'Als jij van de lagere school gaat, steek ik je ook in de kleren', heeft vader gezegd.
Gek, zo'n korte jurk. Als je goed oplet kun je Saar-tjes dijbenen zien.
Zou ze ook besneden zijn? Hoe zouden ze dat doen, bij meisjes? Ik heb er nooit van gehoord, en durf het ook niet te vragen. Maar hoe kunnen ze anders zien dat vrouwen joods zijn? Saartje zal het misschien wel weten . Ze is reuzeknap op school. Soms houdt ze me voor de gek, omdat ik een boek mooi vind dat niet mooi is. Ik moest huilen toen ik Lieven Heinrich uit de schoolbibliotheek aan het lezen was. Het is een priester die in Luther ging geloven en vervolgd werd. Saartje lachte me uit omdat er god in voorkomt, en ging het heel langzaam voorlezen, zo dat ik me moest schamen.
We hebben nog een boek liggen, uit de Jordaan. Grootboek staat erop, en er zitten alleen lege blaadjes in. Nu ik met Saartje alleen thuis ben durf ik er gerust een pikkie in te tekenen. 'Kijk eens', zeg ik zacht tegen haar, bang dat ze het vanavond aan vader zal vertellen, en toch ook met een gevoel van triomf.
Ze kijkt ernaar en lacht. 'Wat jij kan, kan ik ook', zegt ze, en ze trekt het potlood uit mijn hand. Snel tekent zij er een koffieboontje bij. 'Die horen bij elkaar', stelt zij tevreden vast.
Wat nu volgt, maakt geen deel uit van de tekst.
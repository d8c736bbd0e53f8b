#[derive(Debug, Clone, Copy, PartialEq)]
struct Observed<Id> {
    id: Id,
    top: f32,
    height: f32,
}

/// Reports each element once, the first time it intersects the viewport
/// with `threshold` of its height trimmed off the bottom.
#[derive(Debug, Clone)]
pub struct RevealTracker<Id> {
    threshold: f32,
    observed: Vec<Observed<Id>>,
}

/// Fraction of the viewport height trimmed from the bottom by default.
pub const DEFAULT_REVEAL_THRESHOLD: f32 = 0.15;

impl<Id: Copy + PartialEq> Default for RevealTracker<Id> {
    fn default() -> Self {
        Self::new(DEFAULT_REVEAL_THRESHOLD)
    }
}

impl<Id: Copy + PartialEq> RevealTracker<Id> {
    pub fn new(threshold: f32) -> Self {
        Self {
            threshold: threshold.clamp(0.0, 1.0),
            observed: Vec::new(),
        }
    }

    pub fn observe(&mut self, id: Id, top: f32, height: f32) {
        let entry = Observed {
            id,
            top,
            height: height.max(0.0),
        };
        match self.observed.iter_mut().find(|o| o.id == id) {
            Some(existing) => *existing = entry,
            None => self.observed.push(entry),
        }
    }

    pub fn pending(&self) -> usize {
        self.observed.len()
    }

    pub fn is_observing(&self, id: Id) -> bool {
        self.observed.iter().any(|o| o.id == id)
    }

    /// Returns the ids that became visible for the first time and stops
    /// observing them.
    pub fn update(&mut self, scroll_y: f32, viewport_height: f32) -> Vec<Id> {
        let band_top = scroll_y;
        let band_bottom = scroll_y + viewport_height * (1.0 - self.threshold);
        let mut revealed = Vec::new();

        self.observed.retain(|o| {
            let visible = o.top < band_bottom && o.top + o.height > band_top;
            if visible {
                revealed.push(o.id);
            }
            !visible
        });

        if !revealed.is_empty() {
            log::debug!("revealed {} element(s) at scroll {scroll_y}", revealed.len());
        }
        revealed
    }
}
Saartje is dus net zo slecht als ik. Uitgelaten roep ik: 'Nou ik weer', en tover twee hondjes op papier, die met hun konten tegen elkaar kleven.
Op haar beurt laat Saartje op een volgende bladzijde een lange punt in het gaatje van een koffieboontje verdwijnen. Met een blos op onze wangen bewonderen we eikaars fantasieën, pikkies, koffieboontjes, er komt haast geen eind aan. Nooit zal Saartje meer over me klikken, omdat we nu samen iets uitspoken wat vader en moeder nooit te weten mogen komen.